WEST: Over the last decade, Australians have been heading overseas in droves, to places like Thailand, India, South Korea and Malaysia for medical treatments.

It’s often cheaper… and patients can combine a holiday with plastic surgery or dental work.

But as Australians fly out, a growing number of medical tourists are flying in… from New Zealand, the United States and increasingly from Asia.

CATFORD: I think what we’re seeing in SE Asia/Asia is a burgeoning middle class, tens of millions of people actually for the first time having resources they can use to improve their well-being.

WEST: Professor John Catford is the medical director at Epworth, Victoria’s largest private hospital group.

At the moment it looks after around 600 international patients every year from over 30 different countries including the Pacific Rim, Singapore and Indonesia.

And it’s Australia’s high quality, hi-tec healthcare which is most in demand such as robotic surgery, IVF fertility treatments and cancer care…

WEST: It’s difficult to assess how many patients actual travel to Melbourne specifically for treatment, but Professor Catford believes the numbers are growing and the economic potential could be enormous.

CATFORD: If you think of international education how important that is to the Australian economy, in Vic its the number one export in Australia its the 3rd leading export, I think international health care could rival that in a decade or two.

WEST: In 2011 Australia’s Department of Resources, Energy and Tourism commissioned Deloitte Access Economics to conduct a study on Australia’s viability as destination for medical tourism.

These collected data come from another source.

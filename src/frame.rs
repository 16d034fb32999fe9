use std::collections::BTreeMap;

use crate::color::Color;

/// Independently addressable lighting region, e.g. `"1"` to `"4"` on the keyboard.
#[derive(Debug, Clone, PartialEq, Eq, PartialOrd, Ord, Hash, serde::Deserialize, serde::Serialize)]
#[serde(transparent)]
pub struct ZoneId(String);

impl ZoneId {
    pub fn new(id: impl Into<String>) -> Self {
        Self(id.into())
    }

    pub fn as_str(&self) -> &str {
        &self.0
    }
}

impl std::borrow::Borrow<str> for ZoneId {
    fn borrow(&self) -> &str {
        &self.0
    }
}

impl From<&str> for ZoneId {
    fn from(value: &str) -> Self {
        Self::new(value)
    }
}

impl std::fmt::Display for ZoneId {
    fn fmt(&self, f: &mut std::fmt::Formatter<'_>) -> std::fmt::Result {
        f.write_str(&self.0)
    }
}

/// LED mode tag passed through to the executable.
#[derive(Debug, Clone, PartialEq, Eq, Hash, serde::Deserialize, serde::Serialize)]
#[serde(transparent)]
pub struct Mode(String);

impl Mode {
    pub const STATIC: &'static str = "static";

    pub fn new(mode: impl Into<String>) -> Self {
        Self(mode.into())
    }

    pub fn as_str(&self) -> &str {
        &self.0
    }
}

impl Default for Mode {
    fn default() -> Self {
        Self::new(Self::STATIC)
    }
}

impl std::fmt::Display for Mode {
    fn fmt(&self, f: &mut std::fmt::Formatter<'_>) -> std::fmt::Result {
        f.write_str(&self.0)
    }
}

#[derive(Debug, Clone, PartialEq, Eq, serde::Deserialize, serde::Serialize)]
pub struct ZoneState {
    pub color: Color,

    #[serde(default)]
    pub mode: Mode,
}

impl ZoneState {
    pub fn new(color: Color) -> Self {
        Self {
            color,
            mode: Mode::default(),
        }
    }
}

/// One complete set of per-zone assignments, applied in a single tick.
///
/// Zones are kept in key order; applying a frame visits exactly the zones present.
#[derive(Debug, Clone, Default, PartialEq, Eq, serde::Deserialize, serde::Serialize)]
#[serde(transparent)]
pub struct Frame {
    zones: BTreeMap<ZoneId, ZoneState>,
}

impl Frame {
    pub fn new() -> Self {
        Self::default()
    }

    /// Frame with every zone in `zones` set to `color` in static mode
    pub fn uniform<'a>(zones: impl IntoIterator<Item = &'a ZoneId>, color: Color) -> Self {
        zones
            .into_iter()
            .map(|zone| (zone.clone(), ZoneState::new(color)))
            .collect()
    }

    pub fn with_zone(mut self, zone: impl Into<ZoneId>, color: Color) -> Self {
        self.zones.insert(zone.into(), ZoneState::new(color));
        self
    }

    pub fn get(&self, zone: &str) -> Option<&ZoneState> {
        self.zones.get(zone)
    }

    pub fn len(&self) -> usize {
        self.zones.len()
    }

    /// `self` with every zone of `overlay` replacing or adding to it
    pub fn merged(&self, overlay: &Frame) -> Frame {
        let mut zones = self.zones.clone();
        zones.extend(overlay.zones.iter().map(|(z, s)| (z.clone(), s.clone())));
        Frame { zones }
    }

    pub fn validate(&self) -> Result<(), FrameError> {
        for (zone, state) in &self.zones {
            if zone.as_str().is_empty() {
                return Err(FrameError::EmptyZoneId);
            }

            if !state.color.is_valid() {
                return Err(FrameError::ColorOutOfRange {
                    zone: zone.clone(),
                    color: state.color.packed(),
                });
            }

            if state.mode.as_str().is_empty() {
                return Err(FrameError::EmptyMode { zone: zone.clone() });
            }
        }

        Ok(())
    }
}

impl FromIterator<(ZoneId, ZoneState)> for Frame {
    fn from_iter<T: IntoIterator<Item = (ZoneId, ZoneState)>>(iter: T) -> Self {
        Self {
            zones: iter.into_iter().collect(),
        }
    }
}

impl<'a> IntoIterator for &'a Frame {
    type Item = (&'a ZoneId, &'a ZoneState);
    type IntoIter = std::collections::btree_map::Iter<'a, ZoneId, ZoneState>;

    fn into_iter(self) -> Self::IntoIter {
        self.zones.iter()
    }
}

#[derive(Debug, thiserror::Error)]
pub enum FrameError {
    #[error("Zone identifier must not be empty")]
    EmptyZoneId,

    #[error("Color {color:#x} for zone {zone} is out of range")]
    ColorOutOfRange { zone: ZoneId, color: u32 },

    #[error("No mode specified for zone {zone}")]
    EmptyMode { zone: ZoneId },
}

Lynne Pezzulo was the lead author.

PEZZULO: We’ve got over ten thousand people coming to Australia for medical tourism, so it was 12,800 in fact in our estimates in 2011 there are though 5.5 million tourists a year in Australia so that only represents 0.23 percent of our total tourist base so clearly there would be a lot of work to do to expand that in to a really sizeable market.

WEST: The Victorian State Government, in particular, is keen to market Melbourne as a health care mecca.

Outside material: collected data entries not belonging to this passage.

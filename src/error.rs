#[derive(Debug, thiserror::Error)]
pub enum Error {
    #[error("Setting up error reporting failed")]
    InstallingColorEyre(#[source] color_eyre::Report),

    #[error(transparent)]
    Logging(#[from] crate::logging::LoggingError),

    #[error(transparent)]
    Settings(#[from] crate::settings::SettingsError),

    #[error(transparent)]
    Store(#[from] crate::store::StoreError),

    #[error(transparent)]
    Manager(#[from] crate::manager::ManagerError),

    #[error(transparent)]
    Cycle(#[from] crate::programs::cycle::CycleError),

    #[error("Applying config failed")]
    Apply(#[from] crate::sink::ZoneError),

    #[error(transparent)]
    Animation(#[from] crate::animation::AnimationError),

    #[error(transparent)]
    Systemd(#[from] crate::systemd::SystemdError),

    #[error("Failed to bind HTTP API to {addr}")]
    Bind {
        addr: std::net::SocketAddr,
        #[source]
        source: std::io::Error,
    },

    #[error("Failed to listen for termination signals")]
    Signal(#[source] std::io::Error),

    #[error("HTTP API failed")]
    Serve(#[source] std::io::Error),
}
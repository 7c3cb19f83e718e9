use crate::error::CollectError;
use crate::hardware::sources::InterfaceSource;
use crate::hardware::types::{Section, SectionKind};

/// Entry point: every human-meaningful address, in enumeration order.
pub fn collect_network_info(source: &dyn InterfaceSource) -> Result<Section, CollectError> {
    let addresses = source.addresses()?;

    let mut section = Section::new(SectionKind::Network);
    section.push("Network Interfaces and IPs:");

    for addr in addresses.iter().filter(|a| !a.family.is_link_layer()) {
        section.push(format!("  {}: {}", addr.interface, addr.address));
    }

    Ok(section)
}

#[cfg(test)]
mod tests {
    use super::*;
    use crate::hardware::sources::fakes::FakeInterfaces;
    use crate::hardware::types::{AddressFamily, NetworkInterfaceAddress};

    fn addr(interface: &str, family: AddressFamily, address: &str) -> NetworkInterfaceAddress {
        NetworkInterfaceAddress {
            interface: interface.to_string(),
            family,
            address: address.to_string(),
        }
    }

    #[test]
    fn test_link_layer_addresses_skipped_and_order_kept() {
        let source = FakeInterfaces(vec![
            addr("wlp2s0", AddressFamily::Link, "a4:c3:f0:11:22:33"),
            addr("wlp2s0", AddressFamily::Inet, "10.0.0.12"),
            addr("lo", AddressFamily::Inet, "127.0.0.1"),
            addr("enp3s0", AddressFamily::Packet, "00:00:00:00:00:00"),
            addr("wlp2s0", AddressFamily::Inet6, "fe80::1"),
        ]);
        let section = collect_network_info(&source).unwrap();

        assert_eq!(
            section.lines,
            vec![
                "Network Interfaces and IPs:",
                "  wlp2s0: 10.0.0.12",
                "  lo: 127.0.0.1",
                "  wlp2s0: fe80::1",
            ]
        );
    }

    #[test]
    fn test_no_addresses_keeps_heading() {
        let section = collect_network_info(&FakeInterfaces(Vec::new())).unwrap();
        assert_eq!(section.lines, vec!["Network Interfaces and IPs:"]);
    }
}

Health Minister David Davis.

DAVIS: We see inbound tourism of that type as just one part of a broader health export strategy that the state is developing and that would include conferences and would include inbound research support and inbound investment.

WEST: Professor John Catford says red tape could obstruct those seeking to take advantage of Australia’s high quality healthcare…

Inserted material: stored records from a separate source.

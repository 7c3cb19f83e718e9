use procfs::process::Process;
use sysinfo::{Uid, Users};
use tracing::debug;

const LOGIN_VARS: [&str; 4] = ["LOGNAME", "USER", "LNAME", "USERNAME"];

/// True when the process runs with an effective uid of 0.
pub fn is_elevated() -> bool {
    match Process::myself().and_then(|me| me.status()) {
        Ok(status) => status.euid == 0,
        Err(e) => {
            debug!(error = %e, "could not read /proc/self/status");
            false
        }
    }
}

/// Login name: the first non-empty login variable, else the account of the real uid.
pub fn current_login() -> String {
    resolve_login(|key| std::env::var(key).ok(), real_user_name)
}

fn resolve_login<E, L>(env: E, lookup: L) -> String
where
    E: Fn(&str) -> Option<String>,
    L: FnOnce() -> Option<String>,
{
    LOGIN_VARS
        .iter()
        .filter_map(|key| env(key))
        .find(|value| !value.is_empty())
        .or_else(lookup)
        .unwrap_or_else(|| "unknown".to_string())
}

/// Account name of the real uid, from the user database.
pub fn real_user_name() -> Option<String> {
    let ruid = match Process::myself().and_then(|me| me.status()) {
        Ok(status) => status.ruid,
        Err(e) => {
            debug!(error = %e, "could not read /proc/self/status");
            return None;
        }
    };

    let uid = Uid::try_from(ruid as usize).ok()?;
    let users = Users::new_with_refreshed_list();
    let name = users.get_user_by_id(&uid).map(|user| user.name().to_string());
    if name.is_none() {
        debug!(uid = ruid, "uid has no user database entry");
    }
    name
}

#[cfg(test)]
mod tests {
    use super::*;

    #[test]
    fn test_login_variables_take_precedence() {
        let env = |key: &str| match key {
            "LOGNAME" => Some(String::new()),
            "USER" => Some("ops".to_string()),
            _ => None,
        };
        assert_eq!(resolve_login(env, || Some("root".to_string())), "ops");
    }

    #[test]
    fn test_falls_back_to_real_uid_account() {
        let no_env = |_: &str| None;
        let login = resolve_login(no_env, real_user_name);

        let status = Process::myself().unwrap().status().unwrap();
        match real_user_name() {
            Some(name) => assert_eq!(login, name),
            None => assert_eq!(login, "unknown"),
        }
        if status.ruid == 0 {
            assert_eq!(login, "root");
        }
    }

    #[test]
    fn test_unknown_without_env_or_account() {
        assert_eq!(resolve_login(|_| None, || None), "unknown");
    }
}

CATFORD: We need a supportive government framework that actually encourages it and actually sorts out particular barriers or obstacles, a typical one would be visas so people can come in easily with their families support to receive medical care.

WEST: But Steve Hambleton, the President of the Australian Medical Association says it would be a mistake to grow the industry too quickly.

HAMBLETON: It is entirely appropriate that a first world country should be thinking about exporting expertise just like this but we have a problem here about training the next generation of doctors for our own domestic needs and when we have surplus capacity is when we should be looking overseas

WEST: While the growth of medical tourism in Australia would bring with it obvious financial benefits, for public hospitals the challenge will be ensuring that with that influx of wealthy international private patients there’d be no reduction in the level of service and quality of care available for local public patients.

The AMA says there’s also a risk that medical tourists could bring with them drug resistant “superbugs” prevalent in many Asian countries.

HAMBLETON: The reality is that if you like there its a good chance you will be carrying those multi-resistant organisms and when you go internationally you will take them with you. Now the problem occurs when you have surgery, major surgery, maybe a hip replacement or knee replacement and therefore you’re quite sick or quite stressed by that physically, that organism that you could be carrying with you could become invasive and if it does we won’t be able to treat it either and of course there’s a chance that organism will be left behind and we’ll actually see those multi-resistant organisms take up residence here too.